Class war? 52% say U.S. isn’t divided economically, poll finds
President Obama and Republicans are trading jabs over the phrase “class war” in dealing with the nation’s struggling economy, but a slight majority of Americans reject the idea of a country divided between haves and have-nots, according to a poll released on Thursday by the Pew Research Center for the People & the Press and the Washington Post.
According to the survey, 52% said it was wrong to think of the United States divided between those who economically have and those who are lacking. Still, 45% said that such a division, part of the basis for the historic definition of class and class war, was appropriate.

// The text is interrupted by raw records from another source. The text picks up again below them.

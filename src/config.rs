//! Run configuration: the external parameters JSON and the reward table
//!
//! The parameters file is owned by the game client; field names follow its
//! schema (`Level`, `Rules`, `ExplorationThreshold`, `NumGenerations`).
//! Everything is validated up front so a degenerate run fails fast instead
//! of training against nonsense.

use std::path::Path;

use serde::{Deserialize, Serialize};

use crate::error::{Error, Result};

/// One reward rule from the parameters file
///
/// `action` is the rule index, not a player action: 0 = empty-space,
/// 1 = wall, 2 = box-moved, 3 = end-of-game, 4 = cannot-move-box.
#[derive(Debug, Clone, Copy, PartialEq, Serialize, Deserialize)]
pub struct Rule {
    #[serde(rename = "Action")]
    pub action: usize,

    #[serde(rename = "Reward")]
    pub reward: f64,
}

/// The five reward constants of the simulation
///
/// All independently tunable; the trainer only converges toward winning when
/// the win reward dominates the others.
#[derive(Debug, Clone, Copy, PartialEq, Serialize, Deserialize)]
pub struct RewardConfig {
    pub empty_move: f64,
    pub wall_bump: f64,
    pub box_moved: f64,
    pub win: f64,
    pub cannot_push_box: f64,
}

impl RewardConfig {
    const RULE_COUNT: usize = 5;

    /// Build the reward table from parameter rules.
    ///
    /// # Errors
    ///
    /// Returns [`Error::InvalidConfiguration`] unless each of the five rule
    /// indices appears exactly once with a finite reward.
    pub fn from_rules(rules: &[Rule]) -> Result<RewardConfig> {
        let mut rewards = [None; Self::RULE_COUNT];
        for rule in rules {
            if rule.action >= Self::RULE_COUNT {
                return Err(Error::InvalidConfiguration {
                    message: format!(
                        "rule index {} is out of range (must be 0-{})",
                        rule.action,
                        Self::RULE_COUNT - 1
                    ),
                });
            }
            if !rule.reward.is_finite() {
                return Err(Error::InvalidConfiguration {
                    message: format!("reward for rule index {} is not finite", rule.action),
                });
            }
            if rewards[rule.action].replace(rule.reward).is_some() {
                return Err(Error::InvalidConfiguration {
                    message: format!("duplicate rule index {}", rule.action),
                });
            }
        }
        let value = |idx: usize| {
            rewards[idx].ok_or_else(|| Error::InvalidConfiguration {
                message: format!("missing rule index {idx}"),
            })
        };
        Ok(RewardConfig {
            empty_move: value(0)?,
            wall_bump: value(1)?,
            box_moved: value(2)?,
            win: value(3)?,
            cannot_push_box: value(4)?,
        })
    }
}

impl Default for RewardConfig {
    fn default() -> Self {
        Self {
            empty_move: -0.1,
            wall_bump: -3.0,
            box_moved: 1.0,
            win: 10.0,
            cannot_push_box: -1.0,
        }
    }
}

/// The parameters file written by the game client
#[derive(Debug, Clone, Serialize, Deserialize)]
pub struct Parameters {
    /// Level number, resolved to `<levels-dir>/<level>`
    #[serde(rename = "Level")]
    pub level: u32,

    /// Reward rules, one per rule index
    #[serde(rename = "Rules")]
    pub rules: Vec<Rule>,

    /// Episode index at which exploration probability reaches 0.5
    #[serde(rename = "ExplorationThreshold")]
    pub exploration_threshold: f64,

    /// Number of training episodes
    #[serde(rename = "NumGenerations")]
    pub num_generations: usize,
}

impl Parameters {
    /// Load and validate a parameters JSON file.
    pub fn load<P: AsRef<Path>>(path: P) -> Result<Parameters> {
        let path = path.as_ref();
        let file = std::fs::File::open(path).map_err(|e| Error::Io {
            operation: format!("open parameters file {}", path.display()),
            source: e,
        })?;
        let params: Parameters = serde_json::from_reader(file)?;
        params.validate()?;
        Ok(params)
    }

    /// Check the scalar options and the rule table.
    ///
    /// # Errors
    ///
    /// Returns [`Error::InvalidConfiguration`] on a level or episode count
    /// below 1, a non-positive or non-finite exploration threshold, or an
    /// incomplete rule table.
    pub fn validate(&self) -> Result<()> {
        if self.level < 1 {
            return Err(Error::InvalidConfiguration {
                message: "Level must be greater or equal to 1".to_string(),
            });
        }
        if self.num_generations < 1 {
            return Err(Error::InvalidConfiguration {
                message: "NumGenerations must be greater or equal to 1".to_string(),
            });
        }
        if !self.exploration_threshold.is_finite() || self.exploration_threshold <= 0.0 {
            return Err(Error::InvalidConfiguration {
                message: "ExplorationThreshold must be a positive finite number".to_string(),
            });
        }
        self.reward_config().map(|_| ())
    }

    /// The reward table assembled from the rules.
    pub fn reward_config(&self) -> Result<RewardConfig> {
        RewardConfig::from_rules(&self.rules)
    }
}

#[cfg(test)]
mod tests {
    use super::*;

    fn rules() -> Vec<Rule> {
        vec![
            Rule { action: 0, reward: -0.1 },
            Rule { action: 1, reward: -3.0 },
            Rule { action: 2, reward: 1.0 },
            Rule { action: 3, reward: 10.0 },
            Rule { action: 4, reward: -1.0 },
        ]
    }

    #[test]
    fn rules_map_to_reward_slots() {
        let rewards = RewardConfig::from_rules(&rules()).unwrap();
        assert_eq!(rewards, RewardConfig::default());
    }

    #[test]
    fn missing_rule_rejected() {
        let mut r = rules();
        r.pop();
        let err = RewardConfig::from_rules(&r).unwrap_err();
        assert!(err.to_string().contains("missing rule index 4"));
    }

    #[test]
    fn duplicate_rule_rejected() {
        let mut r = rules();
        r.push(Rule { action: 2, reward: 5.0 });
        assert!(RewardConfig::from_rules(&r).is_err());
    }

    #[test]
    fn out_of_range_rule_rejected() {
        let r = vec![Rule { action: 9, reward: 0.0 }];
        assert!(RewardConfig::from_rules(&r).is_err());
    }

    #[test]
    fn parses_client_schema() {
        let json = r#"{
            "Level": 1,
            "Rules": [
                {"Action": 0, "Reward": -0.1},
                {"Action": 1, "Reward": -3},
                {"Action": 2, "Reward": 1},
                {"Action": 3, "Reward": 10},
                {"Action": 4, "Reward": -1}
            ],
            "ExplorationThreshold": 50.0,
            "NumGenerations": 200
        }"#;
        let params: Parameters = serde_json::from_str(json).unwrap();
        params.validate().unwrap();
        assert_eq!(params.level, 1);
        assert_eq!(params.num_generations, 200);
        assert_eq!(params.reward_config().unwrap(), RewardConfig::default());
    }

    #[test]
    fn degenerate_options_rejected() {
        let mut params = Parameters {
            level: 1,
            rules: rules(),
            exploration_threshold: 50.0,
            num_generations: 100,
        };
        params.num_generations = 0;
        assert!(params.validate().is_err());

        params.num_generations = 100;
        params.exploration_threshold = 0.0;
        assert!(params.validate().is_err());

        params.exploration_threshold = f64::NAN;
        assert!(params.validate().is_err());
    }
}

Shortly after Obama took office, the percentage of Americans who saw society as divided between haves and have-nots declined. In April 2009, 35% said the nation was divided economically, down from 44% in October 2008, just before the election that hinged in part on the candidates’ response to a plummeting economy. The number saying the nation is economically divided increased to 42% a year later and has remained relatively the same since, according to the poll.
Just under half, 48% said that if they were forced to choose they would call themselves among the haves, while 34% said they are among the have-nots. While about the same in recent years, the number seeing themselves in the have-not category has doubled from 17% in 1988 to 34% in the latest poll.
The division between those who have and those who lack has been one of history’s best indicators of the political stability of societies. Whether feudal or industrial, societies that have become too divided by wealth have been unstable, as both Robin Hood and Karl Marx demonstrated. Even today, many people look at the large numbers of young in the Third World who are unemployed as a way of explaining the wave of unrest sweeping through the Islamic areas.
When Obama proposed his jobs plan coupled with tax increases for the wealthy, Republicans were quick to respond, accusing the president of trying to redistribute wealth and of launching class war against the rich. Obama has fired back in a series of campaign-style appearances during which he embraced the GOP criticism, then tried to turn it on its head as a plus for Democrats seeking to mobilize poor and middle-class votes.
“Now, the Republicans, when I talked about this earlier in the week, they said, well, this is class warfare,” Obama said last week in a stop in Cincinnati. “You know what, if asking a billionaire to pay their fair share of taxes, to pay the same tax rate as a plumber or a teacher is class warfare, then you know what, I’m a warrior for the middle class. I’m happy to fight for the middle class. I’m happy to fight for working people. Because the only warfare I’ve seen is the battle against the middle class over the last 10, 15 years.”
According to the Pew/Washington Post poll, Americans by 2 to 1, 29% to 15%, said they think the Obama administration does more to help the have-nots than to help the haves; about 45% said they believe Obama treats both groups about equally.
That is strikingly differently to how Americans see congressional Republicans. About 47% of Americans said they see congressional Republicans as helping the haves while just 7% said the GOP is mostly helping the have-nots; 32% said Republicans are treating both groups the same.